I really want but currently I'm quite involved in a lot of stuff. But I'll ask my colleague @trampi who implemented the eum stuff in stagemonitor.

felixbarny commented 7 years ago

@trampi: Do you think this approach is feasible or should we rather stick to directly modifying the headers in processResources?

trampi commented 7 years ago

It seems reasonable to me to override them via vars.js. By the way, we should definitely have a look at using CORS (see https://github.com/instana/weasel/blob/master/lib/hooks/XMLHttpRequest.js#L208), or else the headers will not be set.

@bripkens: you are not using CORS because you want to support all browsers with minimum overhead, right?

bripkens commented 7 years ago

The thing is, that you cannot set tracing headers by default. Only for the same origin you can be sure that this is possible. All other origins need to explicitly allow these custom headers. By always setting these headers, we could break a lot of monitored websites which access third parties (which is basically every large website).

To make this work within weasel, I thought about adding a user-configurable domain whitelist. Users could add domains for which they know that servers send correct Access-Control-Allow-Headers headers.

bripkens commented 7 years ago

Suppose in the not too distant future we (as in the tracing community) come up with a common distributed trace correlation header, then we could talk to browser vendors to allow this header even for cross-origin requests. That would be great to have.

trampi commented 7 years ago

To give a little more background: we're currently implementing end user monitoring support in stagemonitor and use weasel to report the end user timings to a custom stagemonitor endpoint. The endpoint is either same origin or cross origin, in the latter case stagemonitor will send the correct CORS-headers.

By always setting these headers, we could break a lot of monitored websites which access third parties (which is basically every large website).

As far as I understand, only the server specified in reportingUrl has to set the correct CORS headers, correct? The worst-case is that weasel will not be able to report, because of incorrect CORS headers, right?

To make this work within weasel, I thought about adding a user-configurable domain whitelist. Users could add domains for which they know that servers send correct Access-Control-Allow-Headers headers.

Weasel could try to send a XHR with the correlation headers and fall back to sending an XHR without them, if the first XHR fails because of CORS being configured incorrectly.

Suppose in the not too distant future we (as in the tracing community) come up with a common distributed trace correlation header, then we could talk to browser vendors to allow this header even for cross-origin requests.

Yes, that would be awesome!

trampi commented 7 years ago

Sorry, was thinking about beacons, not XHR-Requests to other hosts for propagation. I now understand the problem.

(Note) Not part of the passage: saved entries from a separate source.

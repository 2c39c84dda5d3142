use thiserror::Error;

#[derive(Debug, Error)]
pub enum IdentityError {
    #[error("no signing key loaded; generate or import an identity first")]
    KeyNotFound,

    #[error("invalid private key: {0}")]
    InvalidKeyFormat(&'static str),

    #[error("secure store failure during {op}: {source}")]
    SecureStoreFailure {
        op: &'static str,
        #[source]
        source: std::io::Error,
    },
}

impl IdentityError {
    /// Wrap an I/O error from the secure store, tagged with the operation
    /// that failed.
    #[must_use]
    pub fn store(op: &'static str, source: std::io::Error) -> Self {
        Self::SecureStoreFailure { op, source }
    }
}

bripkens commented 7 years ago

Weasel could try to send a XHR with the correlation headers and fall back to sending an XHR without them, if the first XHR fails because of CORS being configured incorrectly.

As far as I know, the client side is not informed about the concrete XHR rejection reason. If it is, this might be one way to do it. Though I'd prefer to give users control over this as it is incredibly unlikely that APIs send the correct Access-Control-Allow-Headers header.